Life After Trafficking; Transnational Perspectives

Research Project coordinated by:

- Dr. Elodie Apard, Chargée de Recherche, Institut de Recherche pour le Développement (IRD), Unité de Recherches Migrations et Société (URMIS)

- Dr. Precious Diagboya, Senior Research Fellow, Institut Français de Recherche du Nigéria (IFRA-Nigeria)

Illustration Life after Trafficking 1 page 0001

Original drawing : Ewena Robin


Project Description

This project is a continuation of an IFRA research project on the Protection of migrants and Asylum seekers especially Children and women coming from Nigeria and victims of trafficKING (PACKING).

For some years now, human trafficking for sexual exploitation from Nigeria to Europe is grabbing the attention of public institutions and arousing growing media interest. This phenomenon, partly due to its “emotional power” (Jakšić 2013), also triggered abundant scientific production. But even if largely covered by scholars, NGOs and government authorities, such topic remains tricky to analyze, notably because of the potential political exploitation of social and moral issues related to sex trafficking.

The research project “Life after trafficking; transnational perspectives” has been, thus, based on critical distancing and new approaches, in order to develop original forms of data collection, through multi-situated ethnographic fieldwork.

So far, most studies on sex trafficking have adopted one-sided approaches, either from a Nigerian or a European perspective. In Nigeria, analyses often conflate sex trafficking and “irregular” migration, while in Europe, the focus has long been on the legal framework of anti-trafficking policies and the status of victims (Jakšić & Ragaru, 2021, de Montvalon, 2018). Individual trajectories and family histories have been more seldom explored[1]. In addition to family histories, the present project intends to focus on personal experiences at a micro level, but within a transnational continuum that encompasses spaces of departure, transit and arrival.

This collective and multidisciplinary research project follows the previous work on trafficking for sexual exploitation from Nigeria to Europe undertaken by IFRA-Nigeria from 2015 to 2020[2].

The two coordinators of the project are:

  • Dr. Precious Diagboya, philosopher by training, has studied the epistemology of slavery before specializing in human trafficking for sexual exploitation. As a native of Edo State, she has excellent knowledge of Benin Culture and History, but also of the social landscape of the region.
  • Dr. Elodie Apard, historian by training, has worked and lived in Nigeria for 9 years. She specialized in women international mobility and sex-trafficking when she was the Director of the French Research Institute in Nigeria (IFRA-Nigeria), between 2016 and 2020.

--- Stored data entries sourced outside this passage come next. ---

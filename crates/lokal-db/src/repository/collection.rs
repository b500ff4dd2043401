//! SurrealDB implementation of [`CollectionRepository`].
//!
//! Per-language texts are stored as one object keyed by language code,
//! e.g. `{"hu": {"title": "...", "description": null}}`, which keeps
//! "one translation per language" structural.

use chrono::{DateTime, Utc};
use lokal_core::error::LokalResult;
use lokal_core::lang::Lang;
use lokal_core::models::collection::{
    Collection, CollectionItem, CollectionTranslation, CreateCollection, CreateCollectionItem,
    UpdateCollection, UpdateCollectionItem,
};
use lokal_core::repository::{CollectionRepository, PaginatedResult, Pagination};
use serde_json::{Map, Value, json};
use surrealdb::{Connection, Surreal};
use surrealdb_types::SurrealValue;
use uuid::Uuid;

use super::{CountRow, first_row, next_sort_order, parse_uuid, total};
use crate::error::DbError;

fn translations_to_json(translations: Vec<CollectionTranslation>) -> Value {
    let mut map = Map::new();
    for t in translations {
        map.insert(
            t.lang.as_str().to_string(),
            json!({ "title": t.title, "description": t.description }),
        );
    }
    Value::Object(map)
}

fn translations_from_json(value: Value) -> Result<Vec<CollectionTranslation>, DbError> {
    let Value::Object(mut map) = value else {
        return Err(DbError::InvalidRow("translations must be an object".into()));
    };
    let mut out = Vec::new();
    for lang in Lang::ALL {
        let Some(entry) = map.remove(lang.as_str()) else {
            continue;
        };
        let title = entry
            .get("title")
            .and_then(Value::as_str)
            .ok_or_else(|| DbError::InvalidRow(format!("translation '{lang}' has no title")))?
            .to_string();
        let description = entry
            .get("description")
            .and_then(Value::as_str)
            .map(str::to_string);
        out.push(CollectionTranslation {
            lang,
            title,
            description,
        });
    }
    Ok(out)
}

#[derive(Debug, SurrealValue)]
struct CollectionRow {
    record_id: String,
    slug: String,
    is_active: bool,
    sort_order: i64,
    translations: Value,
    created_at: DateTime<Utc>,
    updated_at: DateTime<Utc>,
}

impl CollectionRow {
    fn try_into_collection(self) -> Result<Collection, DbError> {
        Ok(Collection {
            id: parse_uuid(&self.record_id, "collection")?,
            slug: self.slug,
            is_active: self.is_active,
            sort_order: self.sort_order,
            translations: translations_from_json(self.translations)?,
            created_at: self.created_at,
            updated_at: self.updated_at,
        })
    }
}

#[derive(Debug, SurrealValue)]
struct ItemRow {
    record_id: String,
    collection_id: String,
    site_id: String,
    sort_order: i64,
    overrides: Value,
    created_at: DateTime<Utc>,
}

impl ItemRow {
    fn try_into_item(self) -> Result<CollectionItem, DbError> {
        Ok(CollectionItem {
            id: parse_uuid(&self.record_id, "collection_item")?,
            collection_id: parse_uuid(&self.collection_id, "collection")?,
            site_id: parse_uuid(&self.site_id, "site")?,
            sort_order: self.sort_order,
            overrides: translations_from_json(self.overrides)?,
            created_at: self.created_at,
        })
    }
}

/// SurrealDB implementation of the Collection repository.
#[derive(Clone)]
pub struct SurrealCollectionRepository<C: Connection> {
    db: Surreal<C>,
}

impl<C: Connection> SurrealCollectionRepository<C> {
    pub fn new(db: Surreal<C>) -> Self {
        Self { db }
    }

    async fn get_item(&self, collection_id: Uuid, item_id: Uuid) -> Result<CollectionItem, DbError> {
        let id_str = item_id.to_string();
        let mut result = self
            .db
            .query(
                "SELECT meta::id(id) AS record_id, * \
                 FROM type::record('collection_item', $id) \
                 WHERE collection_id = $collection_id",
            )
            .bind(("id", id_str.clone()))
            .bind(("collection_id", collection_id.to_string()))
            .await?;

        let rows: Vec<ItemRow> = result.take(0)?;
        first_row(rows, "collection_item", &id_str)?.try_into_item()
    }
}

impl<C: Connection> CollectionRepository for SurrealCollectionRepository<C> {
    async fn create(&self, input: CreateCollection) -> LokalResult<Collection> {
        let id_str = Uuid::new_v4().to_string();
        let sort_order = match input.sort_order {
            Some(order) => order,
            None => next_sort_order(&self.db, "collection", None).await?,
        };

        let result = self
            .db
            .query(
                "CREATE type::record('collection', $id) SET \
                 slug = $slug, sort_order = $sort_order, \
                 translations = $translations; \
                 SELECT meta::id(id) AS record_id, * \
                 FROM type::record('collection', $id);",
            )
            .bind(("id", id_str.clone()))
            .bind(("slug", input.slug))
            .bind(("sort_order", sort_order))
            .bind(("translations", translations_to_json(input.translations)))
            .await
            .map_err(DbError::from)?;

        let mut result = result.check().map_err(DbError::from_statement)?;

        let rows: Vec<CollectionRow> = result.take(1).map_err(DbError::from)?;
        Ok(first_row(rows, "collection", &id_str)?.try_into_collection()?)
    }

    async fn get_by_id(&self, id: Uuid) -> LokalResult<Collection> {
        let id_str = id.to_string();

        let mut result = self
            .db
            .query("SELECT meta::id(id) AS record_id, * FROM type::record('collection', $id)")
            .bind(("id", id_str.clone()))
            .await
            .map_err(DbError::from)?;

        let rows: Vec<CollectionRow> = result.take(0).map_err(DbError::from)?;
        Ok(first_row(rows, "collection", &id_str)?.try_into_collection()?)
    }

    async fn find_by_slug(&self, slug: &str) -> LokalResult<Option<Collection>> {
        let mut result = self
            .db
            .query("SELECT meta::id(id) AS record_id, * FROM collection WHERE slug = $slug")
            .bind(("slug", slug.to_string()))
            .await
            .map_err(DbError::from)?;

        let rows: Vec<CollectionRow> = result.take(0).map_err(DbError::from)?;
        Ok(rows
            .into_iter()
            .next()
            .map(CollectionRow::try_into_collection)
            .transpose()?)
    }

    async fn update(&self, id: Uuid, input: UpdateCollection) -> LokalResult<Collection> {
        let id_str = id.to_string();

        let mut sets = Vec::new();
        if input.slug.is_some() {
            sets.push("slug = $slug");
        }
        if input.is_active.is_some() {
            sets.push("is_active = $is_active");
        }
        if input.sort_order.is_some() {
            sets.push("sort_order = $sort_order");
        }
        if input.translations.is_some() {
            sets.push("translations = $translations");
        }
        sets.push("updated_at = time::now()");

        let query = format!(
            "UPDATE type::record('collection', $id) SET {}; \
             SELECT meta::id(id) AS record_id, * FROM type::record('collection', $id);",
            sets.join(", ")
        );

        let mut builder = self.db.query(&query).bind(("id", id_str.clone()));
        if let Some(slug) = input.slug {
            builder = builder.bind(("slug", slug));
        }
        if let Some(is_active) = input.is_active {
            builder = builder.bind(("is_active", is_active));
        }
        if let Some(sort_order) = input.sort_order {
            builder = builder.bind(("sort_order", sort_order));
        }
        if let Some(translations) = input.translations {
            builder = builder.bind(("translations", translations_to_json(translations)));
        }

        let result = builder.await.map_err(DbError::from)?;
        let mut result = result.check().map_err(DbError::from_statement)?;

        let rows: Vec<CollectionRow> = result.take(1).map_err(DbError::from)?;
        Ok(first_row(rows, "collection", &id_str)?.try_into_collection()?)
    }

    async fn delete(&self, id: Uuid) -> LokalResult<()> {
        self.db
            .query(
                "BEGIN TRANSACTION; \
                 DELETE collection_item WHERE collection_id = $id; \
                 DELETE type::record('collection', $id); \
                 COMMIT TRANSACTION;",
            )
            .bind(("id", id.to_string()))
            .await
            .map_err(DbError::from)?
            .check()
            .map_err(DbError::from_statement)?;

        Ok(())
    }

    async fn list(&self, pagination: Pagination) -> LokalResult<PaginatedResult<Collection>> {
        let mut count_result = self
            .db
            .query("SELECT count() AS total FROM collection GROUP ALL")
            .await
            .map_err(DbError::from)?;
        let count_rows: Vec<CountRow> = count_result.take(0).map_err(DbError::from)?;

        let mut result = self
            .db
            .query(
                "SELECT meta::id(id) AS record_id, * FROM collection \
                 ORDER BY sort_order ASC, slug ASC LIMIT $limit START $offset",
            )
            .bind(("limit", pagination.limit))
            .bind(("offset", pagination.offset))
            .await
            .map_err(DbError::from)?;

        let rows: Vec<CollectionRow> = result.take(0).map_err(DbError::from)?;
        let items = rows
            .into_iter()
            .map(CollectionRow::try_into_collection)
            .collect::<Result<Vec<_>, DbError>>()?;

        Ok(PaginatedResult {
            items,
            total: total(&count_rows),
            offset: pagination.offset,
            limit: pagination.limit,
        })
    }

    async fn add_item(
        &self,
        collection_id: Uuid,
        input: CreateCollectionItem,
    ) -> LokalResult<CollectionItem> {
        let id_str = Uuid::new_v4().to_string();
        let sort_order = match input.sort_order {
            Some(order) => order,
            None => {
                next_sort_order(&self.db, "collection_item", Some(("collection_id", collection_id)))
                    .await?
            }
        };

        let result = self
            .db
            .query(
                "CREATE type::record('collection_item', $id) SET \
                 collection_id = $collection_id, site_id = $site_id, \
                 sort_order = $sort_order, overrides = $overrides; \
                 SELECT meta::id(id) AS record_id, * \
                 FROM type::record('collection_item', $id);",
            )
            .bind(("id", id_str.clone()))
            .bind(("collection_id", collection_id.to_string()))
            .bind(("site_id", input.site_id.to_string()))
            .bind(("sort_order", sort_order))
            .bind(("overrides", translations_to_json(input.overrides)))
            .await
            .map_err(DbError::from)?;

        let mut result = result.check().map_err(DbError::from_statement)?;

        let rows: Vec<ItemRow> = result.take(1).map_err(DbError::from)?;
        Ok(first_row(rows, "collection_item", &id_str)?.try_into_item()?)
    }

    async fn update_item(
        &self,
        collection_id: Uuid,
        item_id: Uuid,
        input: UpdateCollectionItem,
    ) -> LokalResult<CollectionItem> {
        self.get_item(collection_id, item_id).await?;

        let mut sets = Vec::new();
        if input.sort_order.is_some() {
            sets.push("sort_order = $sort_order");
        }
        if input.overrides.is_some() {
            sets.push("overrides = $overrides");
        }
        if sets.is_empty() {
            return Ok(self.get_item(collection_id, item_id).await?);
        }

        let query = format!(
            "UPDATE type::record('collection_item', $id) SET {}",
            sets.join(", ")
        );
        let mut builder = self.db.query(&query).bind(("id", item_id.to_string()));
        if let Some(sort_order) = input.sort_order {
            builder = builder.bind(("sort_order", sort_order));
        }
        if let Some(overrides) = input.overrides {
            builder = builder.bind(("overrides", translations_to_json(overrides)));
        }

        builder
            .await
            .map_err(DbError::from)?
            .check()
            .map_err(DbError::from_statement)?;

        Ok(self.get_item(collection_id, item_id).await?)
    }

    async fn remove_item(&self, collection_id: Uuid, item_id: Uuid) -> LokalResult<()> {
        self.get_item(collection_id, item_id).await?;

        self.db
            .query(
                "DELETE type::record('collection_item', $id) \
                 WHERE collection_id = $collection_id",
            )
            .bind(("id", item_id.to_string()))
            .bind(("collection_id", collection_id.to_string()))
            .await
            .map_err(DbError::from)?;

        Ok(())
    }

    async fn list_items(&self, collection_id: Uuid) -> LokalResult<Vec<CollectionItem>> {
        let mut result = self
            .db
            .query(
                "SELECT meta::id(id) AS record_id, * FROM collection_item \
                 WHERE collection_id = $collection_id ORDER BY sort_order ASC",
            )
            .bind(("collection_id", collection_id.to_string()))
            .await
            .map_err(DbError::from)?;

        let rows: Vec<ItemRow> = result.take(0).map_err(DbError::from)?;
        Ok(rows
            .into_iter()
            .map(ItemRow::try_into_item)
            .collect::<Result<Vec<_>, DbError>>()?)
    }
}

#[cfg(test)]
mod tests {
    use super::*;

    #[test]
    fn translations_are_keyed_by_language() {
        let value = translations_to_json(vec![
            CollectionTranslation {
                lang: Lang::En,
                title: "Lakeside".into(),
                description: None,
            },
            CollectionTranslation {
                lang: Lang::Hu,
                title: "Tóparti".into(),
                description: Some("Balaton".into()),
            },
        ]);
        assert_eq!(value["hu"]["title"], "Tóparti");

        // Read back in canonical language order.
        let parsed = translations_from_json(value).unwrap();
        assert_eq!(parsed[0].lang, Lang::Hu);
        assert_eq!(parsed[0].description.as_deref(), Some("Balaton"));
        assert_eq!(parsed[1].lang, Lang::En);
    }

    #[test]
    fn translation_without_title_is_invalid() {
        let err = translations_from_json(json!({ "de": { "description": "x" } })).unwrap_err();
        assert!(matches!(err, DbError::InvalidRow(_)));
    }
}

Both of them were part of these preceding research studies; they conducted extensive fieldwork, in France and in Nigeria, and developed a solid expertise in analysing the social, religious, economic and political dynamics that underlie sex-trafficking logics and practices[3].


Context of the Study

During the past decade, sex trafficking from Nigeria to Europe evolved significantly, following a series of events; the so-called “migrant crisis” in 2015-2016, closure of south European countries, externalization of borders and the Covid-19 pandemic in 2020-2021. As a result, the number of people affected, the routes, destinations and trafficking strategies have changed. In 2018, in Nigeria, the declaration of the Oba of Benin, that declared trafficking practices punishable by death, also had a considerable impact on the phenomenon.

Today, while the number of Nigerian women arriving in Europe through trafficking networks has decreased, new major challenges have emerged.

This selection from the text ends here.